I have tried to ask the Danish Royal Library to locate the book for me. However, they could not locate a copy. Consequently I have myself looked at a number of web sites of Continental European libraries, but still without result.

So it seems that this book, which some have labelled as the earliest book on vampires, remains a bit of a mystery. Frankly, I have at times doubted that this book might even exist, so if anyone can shed any light on the whereabouts or even existence of a copy of this book, I would be very grateful!

Welcome to Magia Posthuma

There are literally thousands of web sites on vampires, but practically none of them are dedicated to the themes that are of particular interest to me. My primary aim is to understand what happened in the 17th and 18th century cases of vampirism, how people viewed and debated these occurrences, and how they are related to the general evolution of ideas, society, and religion. I want to get the historical facts right, and I want to understand the thoughts and backgrounds of the people who investigated and wrote about vampires.

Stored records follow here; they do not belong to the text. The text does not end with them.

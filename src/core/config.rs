//! core::config
//!
//! Service configuration: schema, loading, and validation.
//!
//! # Precedence
//!
//! Values are resolved in this order (later overrides earlier):
//! 1. Built-in defaults
//! 2. TOML config file (`--config` flag or `$GIT_JSON_API_CONFIG`)
//! 3. Environment variables (`REPO_URI`, `REPO_PATH`, `PORT`,
//!    `SIGNATURE_NAME`, `SIGNATURE_EMAIL`)
//!
//! Content variables (`GIT_JSON_API_VAR_*`) are collected from the
//! environment only.
//!
//! # Example
//!
//! ```toml
//! repo_uri = "https://example.com/content.git"
//! repo_path = "/var/lib/git-json-api/repo"
//! port = 3000
//!
//! [signature]
//! name = "Git JSON API"
//! email = "mail@example.com"
//! ```

use std::fs;
use std::path::{Path, PathBuf};

use serde::Deserialize;
use thiserror::Error;

use super::vars::ContentVars;

/// Errors from configuration operations.
#[derive(Debug, Error)]
pub enum ConfigError {
    /// Config file could not be read.
    #[error("cannot read config file {path}: {source}")]
    ReadFailed {
        /// The file that failed to load.
        path: PathBuf,
        /// The underlying I/O error.
        source: std::io::Error,
    },

    /// Config file is not valid TOML.
    #[error("cannot parse config file {path}: {message}")]
    ParseFailed {
        /// The file that failed to parse.
        path: PathBuf,
        /// The TOML error message.
        message: String,
    },

    /// A required value is missing.
    #[error("missing required configuration: {0}")]
    Missing(&'static str),

    /// A value is present but invalid.
    #[error("invalid configuration value: {0}")]
    InvalidValue(String),
}

/// Commit signature identity for service-authored commits.
#[derive(Debug, Clone, Deserialize, PartialEq, Eq)]
#[serde(default, deny_unknown_fields)]
pub struct Signature {
    /// Display name.
    pub name: String,
    /// Email address.
    pub email: String,
}

impl Default for Signature {
    fn default() -> Self {
        Self {
            name: "Git JSON API".to_string(),
            email: "mail@example.com".to_string(),
        }
    }
}

/// On-disk config file schema. All fields optional; absent fields fall
/// back to defaults or environment.
#[derive(Debug, Clone, Default, Deserialize, PartialEq)]
#[serde(default, deny_unknown_fields)]
struct FileConfig {
    repo_uri: Option<String>,
    repo_path: Option<PathBuf>,
    port: Option<u16>,
    signature: Option<Signature>,
}

/// Resolved service configuration.
#[derive(Debug, Clone)]
pub struct Config {
    /// Remote repository URI to clone from and push to.
    pub repo_uri: String,
    /// Local path for the working clone.
    pub repo_path: PathBuf,
    /// HTTP listen port.
    pub port: u16,
    /// Service commit identity.
    pub signature: Signature,
    /// Content variables collected from the environment.
    pub vars: ContentVars,
}

impl Config {
    /// Load configuration with file + environment precedence.
    ///
    /// `file` overrides `$GIT_JSON_API_CONFIG`; when neither names a file,
    /// only defaults and environment variables apply.
    ///
    /// # Errors
    ///
    /// - [`ConfigError::ReadFailed`] / [`ConfigError::ParseFailed`] for a
    ///   named but unreadable/invalid file
    /// - [`ConfigError::Missing`] if no repository URI is configured
    /// - [`ConfigError::InvalidValue`] for malformed environment values
    pub fn load(file: Option<&Path>) -> Result<Self, ConfigError> {
        let file = file
            .map(Path::to_path_buf)
            .or_else(|| std::env::var_os("GIT_JSON_API_CONFIG").map(PathBuf::from));

        let file_config = match file {
            Some(path) => Self::read_file(&path)?,
            None => FileConfig::default(),
        };

        Self::resolve(file_config, ContentVars::from_env())
    }

    fn read_file(path: &Path) -> Result<FileConfig, ConfigError> {
        let text = fs::read_to_string(path).map_err(|source| ConfigError::ReadFailed {
            path: path.to_path_buf(),
            source,
        })?;
        toml::from_str(&text).map_err(|e| ConfigError::ParseFailed {
            path: path.to_path_buf(),
            message: e.to_string(),
        })
    }

    fn resolve(file: FileConfig, vars: ContentVars) -> Result<Self, ConfigError> {
        let repo_uri = env_string("REPO_URI")
            .or(file.repo_uri)
            .ok_or(ConfigError::Missing("REPO_URI"))?;
        if repo_uri.is_empty() {
            return Err(ConfigError::Missing("REPO_URI"));
        }

        let repo_path = env_string("REPO_PATH")
            .map(PathBuf::from)
            .or(file.repo_path)
            .unwrap_or_else(|| PathBuf::from("./.repo"));

        let port = match env_string("PORT") {
            Some(raw) => raw
                .parse::<u16>()
                .map_err(|_| ConfigError::InvalidValue(format!("PORT must be a port number, got '{raw}'")))?,
            None => file.port.unwrap_or(3000),
        };

        let mut signature = file.signature.unwrap_or_default();
        if let Some(name) = env_string("SIGNATURE_NAME") {
            signature.name = name;
        }
        if let Some(email) = env_string("SIGNATURE_EMAIL") {
            signature.email = email;
        }

        Ok(Self {
            repo_uri,
            repo_path,
            port,
            signature,
            vars,
        })
    }
}

fn env_string(key: &str) -> Option<String> {
    std::env::var(key).ok().filter(|v| !v.is_empty())
}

In creating this blog it is my hope that I will get in touch with other people around the world who like me are intrigued by the facts and thoughts of those early modern Europeans who tried to investigate and understand vampires cases, in particular those that occurred on the periphery of the Habsburg empire during the 18the Century. To stress that this is the primary subject for this blog, I have decided to name it Magia Posthuma: posthumous magic, which was the term used by some writers of that day to describe the phenomena of uncorrupted corpses harassing the living and the means used to stop the activities of these corpses.

I intend to now and then post information, reviews, questions and bits of source material. I hope to get feedback from people with a similar interest. In particular I hope to get in touch with people who will share information and thoughts on Magia Posthuma, and if the blog proves to be a successful site for sharing ideas and information, I may also put some longer essays on the blog.